Information provided
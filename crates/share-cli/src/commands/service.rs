//! Service commands

use colored::Colorize;
use share_core::AdminContext;

use super::print_json;
use crate::error::Result;

pub fn run_service_status(ctx: &AdminContext, json: bool) -> Result<()> {
    let status = ctx.service_status()?;
    if json {
        return print_json(&status);
    }

    let state = if status.active {
        status.status.green().bold()
    } else {
        status.status.red().bold()
    };
    println!("{}: {}", status.service.bold(), state);
    if status.active && !status.since.is_empty() {
        println!("  {} {}", "Up:".dimmed(), status.uptime);
        println!("  {} {}", "Since:".dimmed(), status.since);
    }
    Ok(())
}

pub fn run_service_restart(ctx: &AdminContext) -> Result<()> {
    ctx.restart_service()?;
    println!(
        "{} Refreshed share ACLs and reloaded {}",
        "OK".green().bold(),
        ctx.service.name()
    );
    Ok(())
}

The problem
Reproduce exactly the lines from the one containing "pub fn run_service_restart(ctx: &AdminContext)" through the last line of the records, both included, and nothing else.

Answer section
pub fn run_service_restart(ctx: &AdminContext) -> Result<()> {
    ctx.restart_service()?;
    println!(
        "{} Refreshed share ACLs and reloaded {}",
        "OK".green().bold(),
        ctx.service.name()
    );
    Ok(())
}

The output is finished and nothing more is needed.